■ **REQUIREMENT**
In the data, find the word "ConfigError" and copy out every line that has it.
(Beginning of SOURCE DATA)
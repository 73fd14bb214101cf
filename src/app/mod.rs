mod drag;
pub mod host;
pub mod input;
mod selection;

pub use drag::{DragController, DragMode};
pub use input::PointerButton;
pub use selection::Selection;

use crate::config::{ConfigError, ViewportConfig};
use crate::geometry::{round_vec_to_tenth, Aabb, BoxExtent, GeometryError, Ray};
use crate::render::{
    pick_nearest, CameraController, Gumball, GumballStyle, PickKey, PickTarget, RenderBackend,
    RenderError,
};
use crate::scene::{
    box_drawable, clamp_to_container, ObjectId, ObjectRole, ParcelSpec, PlacedObject, SceneError,
    SceneState,
};
use glam::{Vec2, Vec3};

#[derive(Debug, thiserror::Error)]
pub enum ViewportError {
    #[error(transparent)]
    Config(#[from] ConfigError),
    #[error(transparent)]
    Scene(#[from] SceneError),
    #[error("viewport has been torn down")]
    TornDown,
}

impl From<RenderError> for ViewportError {
    fn from(err: RenderError) -> Self {
        Self::Scene(err.into())
    }
}

impl From<GeometryError> for ViewportError {
    fn from(err: GeometryError) -> Self {
        Self::Scene(err.into())
    }
}

pub type Result<T> = std::result::Result<T, ViewportError>;

/// Notifications for the layer above, drained with [`Viewport::take_events`].
#[derive(Debug, Clone, Copy, PartialEq)]
pub enum ViewportEvent {
    SelectionChanged(Option<ObjectId>),
    /// `position` is rounded to one decimal place.
    ParcelMoved { id: ObjectId, position: Vec3 },
}

/// Interaction core: owns the scene, camera, drag state and selection, and
/// turns pointer input into committed parcel moves.
pub struct Viewport<B: RenderBackend> {
    backend: B,
    config: ViewportConfig,
    gumball_style: GumballStyle,
    scene: SceneState,
    camera: CameraController,
    drag: DragController,
    selection: Selection,
    events: Vec<ViewportEvent>,
    torn_down: bool,
}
(End of SOURCE DATA)
■ **EXERCISE RESPONSE**
use crate::config::{ConfigError, ViewportConfig};
    Config(#[from] ConfigError),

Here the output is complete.